Depuis plus de 30 ans, les réflexions en vue de sa suppression ont régulièrement alimenté la chronique lyonnaise, mais il fallut se rendre à l’évidence : les parties latérales en béton exercent une pression compensant celle de la nappe phréatique, assurant la stabilité des trémies routières. L’enfouissement du métro impliquerait une reprise en amont du tunnel compliquant l’exploitation et la gestion du projet… La liaison autoroutière ne disparaîtra pas de sitôt, même s’il s’agit désormais d’une voie métropolitaine.
Le projet retenu se concentre sur la reconfiguration de la place Carnot, en conservant l’émergence du cadre du métro, et sur la démolition de la partie centrale du CELP, constituée d’une structure essentiellement métallique.

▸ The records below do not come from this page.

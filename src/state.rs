use std::time::Duration;

use anyhow::{Context, Result};

use crate::kubernetes::ClusterApi;
use crate::loki::LokiClient;
use crate::pdf::PdfRenderer;
use crate::prometheus::PrometheusClient;
use crate::types::Config;

const OUTBOUND_TIMEOUT: Duration = Duration::from_secs(30);

/// Shared handles behind the HTTP API. Built once at startup and injected
/// into every handler and the report pipeline.
pub struct AppState {
    pub cfg: Config,
    pub prom: PrometheusClient,
    pub loki: LokiClient,
    pub cluster: ClusterApi,
    pub pdf: PdfRenderer,
    /// Client for the delivery and alert sinks (Slack, mail relay, webhook).
    pub http: reqwest::Client,
}

impl AppState {
    pub async fn from_config(cfg: Config) -> Result<Self> {
        let prom = PrometheusClient::new(&cfg.prometheus_url)?;
        let loki = LokiClient::new(&cfg.loki_url)?;
        let cluster = ClusterApi::connect().await;
        Ok(Self {
            cfg,
            prom,
            loki,
            cluster,
            pdf: PdfRenderer::new(),
            http: outbound_client()?,
        })
    }
}

pub fn outbound_client() -> Result<reqwest::Client> {
    reqwest::Client::builder()
        .timeout(OUTBOUND_TIMEOUT)
        .build()
        .context("Failed to build outbound HTTP client")
}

Ainsi sera dégagée une ouverture vers le sud sur la place Carnot : on verra à nouveau la gare de Perrache.
Les deux parties en béton seront reliées par un pont construit, dans le cadre d’un nouvel habillage de ces blocs.
D’un coût évalué à 130 M€, le projet, dont les premiers projets ont commencé mi-février, devrait être achevé en 2030.
One comment for “Lyon : transformation en vue à Perrache”
Bernard G
Bonjour,
Remarquons que seules les superstructures du centre d’échanges bâti dans les années 70 seront modifiées.
Les « plats de nouilles » autoroutiers qui couvrent les deux tiers du Cours de Verdun demeurent tels quels.
Et la gare SNCF qui barre tout autant le passage nord-sud reste à l’identique.